I've been waiting for you to reply. I have to agree. I think nature has a way of fixing itself. We start "creating" things, and then more harm comes out of it down the road. One reason I don't like using chemicals. I live in northeast PA, and it was at one time a big coal region, and agricultural secondary. Once the coal industry slowed way down, the farmers became the big thing. They started using all types of sprays 30 years ago, to treat maybe 3 things. Now, the have to spray every other day it seems, to treat the "things" brought on by spraying. As far as queen breeding goes, nature only lets the strong survive. I am a firm believer, that surviving "wild" colonies are probably showing resistance to the mites already, but put into a domestically managed situation they should thrive. That is the direction I am heading with my breeding program. Hope to remove many swarms this year, and get some queens to graft from. Who knows, maybe I can develop a great bee for the northeast. Time will be the biggest factor, also a little luck!
I actually thought about grafting larvae from a "wild" queen, and having it inseminated with SMR stock, and see what happens from there. One of many thoughts.


------------------
Dale Richards
Dal-Col Apiaries
Drums, PA


----------



## James Burke (Feb 4, 2002)

Dee,
Thank you for the reply. I would like to hear more about the negative effects of I.I. Do you think it has brought on (or possibly helped to bring on) many of the problems we are now seeing with most commercially available stock?
Although I have the capabilities to make my own equipment at the tool and die shop where I work, I DO NOT think I will pursue it. I really believe, like Dale said, that it can cause problems down the road.
I really would be interested in keeping a dialogue with both you and Dale to help me further establish my breeding program here in Michigan. I plan to spend this winter preparing my mating nucs and doing more study on the selection process. Would you mind sharing (Dee and Dale) some of your methods of natural stock improvement? I've found the HIP (Honeybee Improvement Protocol) used by other breeders and may try some ideas from it.
Thanks again for your input. I look forward to more discussion.

Regards,
Jim

------------------
http://www.emeraldridgeapiary.net


----------



## James Burke (Feb 4, 2002)

Thanks for the reply. Please go into more discussion about the negative effects. Hope to hear more from you and Dale.

Jim

------------------
http://www.emeraldridgeapiary.net


----------



## Jimmy Bee (Jun 22, 2002)

Dee,
Thanks for the reply. Please go into detail about the things that can go wrong with I.I. I've had the uneasy feeling about getting into it, and have wondered about what could go wrong, even with someone who is experienced. Is it possible to create a "Frankenstein" breed that would create more problems than it would "fix".
Anyway, I have the capablities to make my own equipment in the tool and die shop where I work. The very idea fascinates me, but I am going to persue it for fear of getting in over my head and creating something that would ultimately be undesirable like Dale mentioned earlier.
(Had to post under my old name, forum doesn't seem to accept the other name)

Regards,
Jim

------------------


----------



## rainesridgefarm (Sep 4, 2001)

Hello All

I belive that it can go both ways. You can end up with severe inbreeding and end up with drones mating with sisters and mothers then their sisters and mothers crossing again. But this can and does happen in the open anyway. When I went to Sue Cobeys class she pointed out that you have to keep very good records so this does not happen. You also need to make sure you are bringing in stock from other areas of the country that open mate to help keep the gene pool diverse. This is why I keep several drone producing hives with different queen stock to keep it diverse. I saw them extract semen and inseminate a queen and it looks very difficult. I do think this is a facinating topic and would like to continue discussing this with all of you. 

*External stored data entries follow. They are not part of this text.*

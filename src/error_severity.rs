//! エラー深刻度の定義
//!
//! バイナリのエラーハンドラが終了コードを決定するために使用する、
//! 全レイヤー共通の最も抽象的なエラー分類。
//!
//! **依存方向の原則:**
//! - 内側層（api, tags, config）はこのモジュールに依存してOK
//! - このモジュールは他のモジュールに依存しない（独立）

use std::fmt;

/// エラーの深刻度と対応する終了コード
#[derive(Debug, Clone, Copy, PartialEq, Eq, Hash)]
pub enum ErrorSeverity {
    /// ユーザーの入力エラー
    ///
    /// 入力CSVが見つからない、形式が無効など、ユーザーが直せるもの。
    ///
    /// **Exit Code: 1**
    UserError,

    /// 設定エラー
    ///
    /// APIキーが無効、設定ファイルが破損しているなど。
    ///
    /// **Exit Code: 2**
    ConfigError,

    /// システムエラー
    ///
    /// ネットワーク障害、ファイルシステム障害など、外部要因。
    ///
    /// **Exit Code: 3**
    SystemError,
}

impl ErrorSeverity {
    /// 対応する Unix 終了コードを返す
    pub fn exit_code(self) -> i32 {
        match self {
            Self::UserError => 1,
            Self::ConfigError => 2,
            Self::SystemError => 3,
        }
    }
}

impl fmt::Display for ErrorSeverity {
    fn fmt(&self, f: &mut fmt::Formatter<'_>) -> fmt::Result {
        match self {
            Self::UserError => write!(f, "user error"),
            Self::ConfigError => write!(f, "configuration error"),
            Self::SystemError => write!(f, "system error"),
        }
    }
}
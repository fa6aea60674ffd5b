use anyhow::{Context, Result};
use apivid::api::client::ApiClient;
use apivid::api::error::ApiError;
use apivid::batch;
use apivid::config::error::ConfigError;
use apivid::config::{APP_CONFIG, UserConfig};
use apivid::tags::{LedgerError, TagLedger};
use log::info;
use std::path::Path;

#[tokio::main]
async fn main() {
    env_logger::Builder::new()
        .parse_filters(&APP_CONFIG.logging.level)
        .parse_default_env()
        .init();

    if let Err(e) = run().await {
        handle_error(e);
    }
}

/// バッチジョブのメイン処理
///
/// 固定パスのアクティビティCSVを読み込み、動画ごとにグループ化して
/// メタデータへ書き込む。CLI引数は取らない。
async fn run() -> Result<()> {
    let user_config = UserConfig::load()
        .context("Failed to load user configuration. Please check your config.toml file.")?;

    let auth = user_config.get_auth().context(
        "API key not configured. Add an [auth] section with api_key to the user config file.",
    )?;

    let ledger = TagLedger::load(&APP_CONFIG.ledger.file_path)
        .context("Failed to load the tag ledger")?;

    let mut client = ApiClient::production(auth.api_key.clone(), ledger)
        .context("Failed to create API client")?;

    client
        .authenticate()
        .await
        .context("Authentication against api.video failed")?;

    let groups = batch::read_activities(Path::new(&APP_CONFIG.batch.csv_path))
        .context("Failed to read the activities CSV")?;

    info!("pushing activity metadata for {} videos", groups.len());
    let (updated, failed) = batch::push_metadata(&mut client, groups).await;
    info!("batch finished: {} updated, {} failed", updated, failed);

    Ok(())
}

/// エラーハンドリングとユーザーへの表示
///
/// anyhow::Error から元のエラー型を downcast して、
/// エラーの種類に応じた exit code とメッセージを決定する。
fn handle_error(error: anyhow::Error) {
    eprintln!("Error: {}", error);

    // エラーチェーンを辿って詳細を表示
    let chain: Vec<_> = error.chain().skip(1).collect();
    if !chain.is_empty() {
        eprintln!("\nCaused by:");
        for (i, cause) in chain.iter().enumerate() {
            eprintln!("  {}: {}", i + 1, cause);
        }
    }

    let exit_code = determine_exit_code(&error);

    if let Some(hint) = get_error_hint(&error) {
        eprintln!("\nHint: {}", hint);
    }

    std::process::exit(exit_code);
}

/// エラーチェーンから適切な終了コードを決定
fn determine_exit_code(error: &anyhow::Error) -> i32 {
    for cause in error.chain() {
        if let Some(api_err) = cause.downcast_ref::<ApiError>() {
            return api_err.severity().exit_code();
        }

        if let Some(config_err) = cause.downcast_ref::<ConfigError>() {
            return config_err.severity().exit_code();
        }

        if let Some(ledger_err) = cause.downcast_ref::<LedgerError>() {
            return ledger_err.severity().exit_code();
        }
    }

    // 不明なエラーの場合はデフォルトの終了コード
    1
}

/// エラーに対するユーザー向けヒントを取得
fn get_error_hint(error: &anyhow::Error) -> Option<String> {
    for cause in error.chain() {
        if let Some(api_err) = cause.downcast_ref::<ApiError>() {
            if let Some(hint) = api_err.hint() {
                return Some(hint.to_string());
            }
        }

        if let Some(config_err) = cause.downcast_ref::<ConfigError>() {
            if let Some(hint) = config_err.hint() {
                return Some(hint.to_string());
            }
        }
    }

    None
}
//! api.video クライアントライブラリ
//!
//! api.video REST API (https://ws.api.video) の薄いクライアント。
//! APIキー認証とベアラートークンの自動更新、リソース別のCRUDラッパー、
//! list_videos の副作用として動作するタグ台帳、アクティビティCSVの
//! 一括登録ジョブを提供します。
//!
//! 直列利用が前提で、リトライ・ページネーション・同時リクエストは
//! 扱いません。

pub mod api;
pub mod batch;
pub mod config;
pub mod error_severity;
pub mod tags;
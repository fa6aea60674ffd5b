/// HTTPリクエストディスパッチャ
///
/// api.videoとの通信を担当する共通クライアント。
/// 認証マネージャーから有効なトークンを取り出してAuthorizationヘッダーに
/// 付与し、ボディ種別（JSON / multipart）に応じてエンコードを切り替え、
/// ステータスコードを成功・失敗にマッピングします。
/// リトライもページネーションも行いません。
use crate::api::auth::Authenticator;
use crate::api::error::ApiError;
use crate::config::APP_CONFIG;
use crate::tags::TagLedger;
use reqwest::{Client, Method, RequestBuilder, Response};
use serde_json::Value;
use std::path::Path;
use std::time::Duration;

/// APIクライアントの結果型
pub type ApiResult<T> = Result<T, ApiError>;

/// リクエストボディの種別
///
/// 呼び出し側が明示的に選択する。ファイルパートとJSONボディの
/// 暗黙の組み合わせ推論はしない。
#[derive(Debug)]
pub enum RequestBody {
    /// ボディなし（GET / DELETE）
    Empty,

    /// JSONボディ
    Json(Value),

    /// multipart/form-data（ファイルアップロード）
    Multipart(Vec<FilePart>),
}

/// multipartリクエストの1ファイルパート
#[derive(Debug)]
pub struct FilePart {
    /// フォームフィールド名（api.videoでは常に "file"）
    pub name: String,

    /// 送信するファイル名
    pub file_name: String,

    /// ファイル内容
    pub bytes: Vec<u8>,
}

impl FilePart {
    /// ローカルファイルから "file" パートを作成
    pub async fn from_path(path: &Path) -> ApiResult<Self> {
        let bytes = tokio::fs::read(path).await?;
        let file_name = path
            .file_name()
            .map(|n| n.to_string_lossy().into_owned())
            .unwrap_or_else(|| "file".to_string());

        Ok(Self {
            name: "file".to_string(),
            file_name,
            bytes,
        })
    }
}

/// APIクライアント
///
/// 単一の呼び出し元から直列に使用する前提（&mut self メソッド）。
/// タグ台帳を保持し、list_videos の副作用として書き込む。
pub struct ApiClient {
    http: Client,
    base_url: String,
    auth: Authenticator,
    pub(crate) ledger: TagLedger,
}

impl ApiClient {
    /// 新しいAPIクライアントを作成
    ///
    /// # Arguments
    /// * `base_url` - APIのベースURL（例: "https://ws.api.video"）
    /// * `api_key` - api.video APIキー
    /// * `ledger` - 起動時に読み込み済みのタグ台帳
    pub fn new(base_url: String, api_key: String, ledger: TagLedger) -> ApiResult<Self> {
        let timeout = Duration::from_secs(APP_CONFIG.api.timeout_seconds);

        let http = Client::builder()
            .timeout(timeout)
            .build()
            .map_err(|e| ApiError::network(format!("Failed to create HTTP client: {}", e)))?;

        let auth = Authenticator::new(http.clone(), base_url.clone(), api_key);

        Ok(Self {
            http,
            base_url,
            auth,
            ledger,
        })
    }

    /// デフォルトのプロダクション環境クライアントを作成
    pub fn production(api_key: String, ledger: TagLedger) -> ApiResult<Self> {
        Self::new(APP_CONFIG.api.endpoint.to_string(), api_key, ledger)
    }

    /// APIキーで認証し、トークン一式を取得する
    pub async fn authenticate(&mut self) -> ApiResult<()> {
        self.auth.authenticate().await
    }

    /// リクエストを送信し、レスポンスをパース済みJSONにマッピングする
    ///
    /// # Arguments
    /// * `method` - HTTPメソッド
    /// * `path` - エンドポイントパス（例: "/videos/{id}"）
    /// * `body` - リクエストボディの種別
    /// * `query` - クエリパラメータ（空スライスで省略）
    ///
    /// # Returns
    /// ステータスが 200/201/204 かつボディが非空ならパース済みJSON、
    /// ボディが空なら None。
    ///
    /// # Errors
    /// それ以外のステータスでは ApiError::Request { status, body }。
    pub async fn send(
        &mut self,
        method: Method,
        path: &str,
        body: RequestBody,
        query: &[(String, String)],
    ) -> ApiResult<Option<Value>> {
        let token = self.auth.valid_token().await?;
        let url = self.build_url(path);

        let mut request = self
            .http
            .request(method.clone(), &url)
            .bearer_auth(&token);

        if !query.is_empty() {
            request = request.query(query);
        }

        request = match body {
            RequestBody::Empty => request,
            RequestBody::Json(value) => request.json(&value),
            RequestBody::Multipart(parts) => {
                let mut form = reqwest::multipart::Form::new();
                for part in parts {
                    form = form.part(
                        part.name,
                        reqwest::multipart::Part::bytes(part.bytes).file_name(part.file_name),
                    );
                }
                request.multipart(form)
            }
        };

        let response = Self::dispatch(request, &method, path).await?;
        Self::into_payload(response).await
    }

    /// URLを構築
    fn build_url(&self, path: &str) -> String {
        format!("{}{}", self.base_url, path)
    }

    /// リクエストを送信し、トランスポートエラーをマッピングする
    async fn dispatch(
        request: RequestBuilder,
        method: &Method,
        path: &str,
    ) -> ApiResult<Response> {
        request.send().await.map_err(|e| {
            if e.is_timeout() {
                ApiError::timeout(format!("{} {}", method, path))
            } else if e.is_connect() {
                ApiError::network(format!("connection failed for {} {}: {}", method, path, e))
            } else {
                ApiError::network(format!("request failed for {} {}: {}", method, path, e))
            }
        })
    }

    /// レスポンスを Option<Value> または ApiError::Request に変換する
    async fn into_payload(response: Response) -> ApiResult<Option<Value>> {
        let status = response.status().as_u16();
        let body = response
            .text()
            .await
            .map_err(|e| ApiError::network(format!("failed to read response body: {}", e)))?;

        if !matches!(status, 200 | 201 | 204) {
            return Err(ApiError::Request { status, body });
        }

        if body.is_empty() {
            return Ok(None);
        }

        serde_json::from_str(&body)
            .map(Some)
            .map_err(|e| ApiError::network(format!("failed to parse JSON response: {}", e)))
    }

    /// テスト用: 有効なトークン状態をセットし、認証ラウンドトリップを省く
    #[cfg(test)]
    pub(crate) fn seed_tokens(&mut self) {
        self.auth.seed_tokens(
            "test_access_token",
            "test_refresh_token",
            chrono::Utc::now() + chrono::Duration::hours(1),
        );
    }
}

#[cfg(test)]
mod tests {
    use super::*;
    use tempfile::tempdir;

    fn client_for(server: &mockito::Server) -> (ApiClient, tempfile::TempDir) {
        let dir = tempdir().expect("tempdir");
        let ledger = TagLedger::load(dir.path().join("video_tags.csv")).expect("ledger");
        let mut client =
            ApiClient::new(server.url(), "test_key".to_string(), ledger).expect("client");
        client.seed_tokens();
        (client, dir)
    }

    #[tokio::test]
    async fn test_send_parses_json_on_200() {
        let mut server = mockito::Server::new_async().await;
        let mock = server
            .mock("GET", "/videos/vi123")
            .match_header("authorization", "Bearer test_access_token")
            .with_status(200)
            .with_header("content-type", "application/json")
            .with_body(r#"{"videoId": "vi123", "title": "demo"}"#)
            .create_async()
            .await;

        let (mut client, _dir) = client_for(&server);
        let payload = client
            .send(Method::GET, "/videos/vi123", RequestBody::Empty, &[])
            .await
            .expect("request failed")
            .expect("payload expected");

        assert_eq!(payload["videoId"], "vi123");
        mock.assert_async().await;
    }

    #[tokio::test]
    async fn test_send_returns_none_on_empty_204() {
        let mut server = mockito::Server::new_async().await;
        let _mock = server
            .mock("DELETE", "/videos/vi123")
            .with_status(204)
            .create_async()
            .await;

        let (mut client, _dir) = client_for(&server);
        let payload = client
            .send(Method::DELETE, "/videos/vi123", RequestBody::Empty, &[])
            .await
            .expect("request failed");

        assert!(payload.is_none());
    }

    #[tokio::test]
    async fn test_send_maps_unexpected_status_to_request_error() {
        let mut server = mockito::Server::new_async().await;
        let _mock = server
            .mock("GET", "/videos/missing")
            .with_status(404)
            .with_body(r#"{"title":"The requested resource was not found."}"#)
            .create_async()
            .await;

        let (mut client, _dir) = client_for(&server);
        let err = client
            .send(Method::GET, "/videos/missing", RequestBody::Empty, &[])
            .await
            .expect_err("must fail");

        match err {
            ApiError::Request { status, body } => {
                assert_eq!(status, 404);
                assert!(body.contains("not found"));
            }
            other => panic!("unexpected error: {:?}", other),
        }
    }

    #[tokio::test]
    async fn test_send_maps_500_to_request_error() {
        let mut server = mockito::Server::new_async().await;
        let _mock = server
            .mock("POST", "/videos")
            .with_status(500)
            .with_body("internal error")
            .create_async()
            .await;

        let (mut client, _dir) = client_for(&server);
        let err = client
            .send(
                Method::POST,
                "/videos",
                RequestBody::Json(serde_json::json!({"title": "t"})),
                &[],
            )
            .await
            .expect_err("must fail");

        assert!(matches!(err, ApiError::Request { status: 500, .. }));
    }

    #[tokio::test]
    async fn test_send_encodes_json_body() {
        let mut server = mockito::Server::new_async().await;
        let mock = server
            .mock("PATCH", "/videos/vi123")
            .match_header("content-type", "application/json")
            .match_body(mockito::Matcher::Json(
                serde_json::json!({"title": "renamed"}),
            ))
            .with_status(200)
            .with_body(r#"{"videoId": "vi123", "title": "renamed"}"#)
            .create_async()
            .await;

        let (mut client, _dir) = client_for(&server);
        client
            .send(
                Method::PATCH,
                "/videos/vi123",
                RequestBody::Json(serde_json::json!({"title": "renamed"})),
                &[],
            )
            .await
            .expect("request failed");

        mock.assert_async().await;
    }

    #[tokio::test]
    async fn test_send_uses_multipart_for_file_parts() {
        let mut server = mockito::Server::new_async().await;
        let mock = server
            .mock("POST", "/videos/vi123/source")
            .match_header(
                "content-type",
                mockito::Matcher::Regex("multipart/form-data.*".to_string()),
            )
            .with_status(201)
            .with_body(r#"{"videoId": "vi123"}"#)
            .create_async()
            .await;

        let (mut client, _dir) = client_for(&server);
        let part = FilePart {
            name: "file".to_string(),
            file_name: "clip.mp4".to_string(),
            bytes: vec![0u8; 16],
        };
        let payload = client
            .send(
                Method::POST,
                "/videos/vi123/source",
                RequestBody::Multipart(vec![part]),
                &[],
            )
            .await
            .expect("request failed")
            .expect("payload expected");

        assert_eq!(payload["videoId"], "vi123");
        mock.assert_async().await;
    }
}
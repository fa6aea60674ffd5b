/// API通信用の型定義
///
/// api.videoのAPIレスポンスをデシリアライズするための構造体を定義します。
/// エンドポイントのペイロードは基本的に serde_json::Value のまま扱うため、
/// ここにあるのは認証フローとタグ台帳の副作用が必要とする最小限の型のみです。
use serde::{Deserialize, Serialize};

/// 認証トークンレスポンス
///
/// POST /auth/api-key および POST /auth/refresh のレスポンス型
#[derive(Debug, Clone, Serialize, Deserialize)]
pub struct TokenResponse {
    /// トークンタイプ（常に "Bearer"）
    pub token_type: String,

    /// アクセストークンの有効期限（秒）
    pub expires_in: i64,

    /// アクセストークン（API呼び出し用）
    pub access_token: String,

    /// リフレッシュトークン（トークン更新用）
    pub refresh_token: String,
}

impl TokenResponse {
    /// トークンレスポンスが有効かチェック
    pub fn is_valid(&self) -> bool {
        !self.access_token.is_empty()
            && !self.refresh_token.is_empty()
            && self.token_type == "Bearer"
    }
}

/// GET /videos レスポンスのページ
///
/// タグ台帳の副作用に必要な項目だけを取り出す。未知のフィールドは無視。
#[derive(Debug, Clone, Deserialize)]
pub struct VideoPage {
    #[serde(default)]
    pub data: Vec<VideoItem>,
}

/// 動画一覧の1項目
///
/// `videoId` と `tags` の両方を持つ項目だけが台帳に記録される。
#[derive(Debug, Clone, Deserialize)]
pub struct VideoItem {
    #[serde(rename = "videoId")]
    pub video_id: Option<String>,

    pub tags: Option<Vec<String>>,
}
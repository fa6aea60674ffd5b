//! api.video APIクライアントモジュール
//!
//! api.video (https://ws.api.video) との通信を担当します。
//! - auth: APIキーによる認証とベアラートークンの更新
//! - client: 共通リクエストディスパッチャ（JSON / multipart）
//! - endpoints: リソース別のエンドポイントファサード
//! - types: レスポンスのデシリアライズ用型
//! - error: API層のエラー定義

pub mod auth;
pub mod client;
pub mod endpoints;
pub mod error;
pub mod types;
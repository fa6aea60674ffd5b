/// 設定管理モジュール
///
/// このモジュールは2層の設定構造を提供します:
/// 1. AppConfig - ビルド時に埋め込まれる静的設定（APP_CONFIG）
/// 2. UserConfig - 実行時にユーザーディレクトリから読み込まれる動的設定
///
/// AppConfig はエンドポイントやファイルパスなどの固定値を、
/// UserConfig は api.video の APIキーを保持します。
pub mod app;
pub mod error;
pub mod user;

pub use app::APP_CONFIG;
pub use user::UserConfig;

what size mating nuk's are you planning on making? Are you thinking about building A.I. equipment?


----------



## Dee A. Lusby (Oct 4, 2000)

Dale Richards wrote:
I am a firm believer, that surviving "wild" colonies are probably showing resistance to the mites already, but put into a domestically managed situation they should thrive. That is the direction I am heading with my breeding program. Hope to remove many swarms this year, and get some queens to graft from. Who knows, maybe I can develop a great bee for the northeast.

Reply:
Don't forget to put them on small cell size to match the natural environment also and proper positioning of the combs to keep the natural alignment as you cut them out.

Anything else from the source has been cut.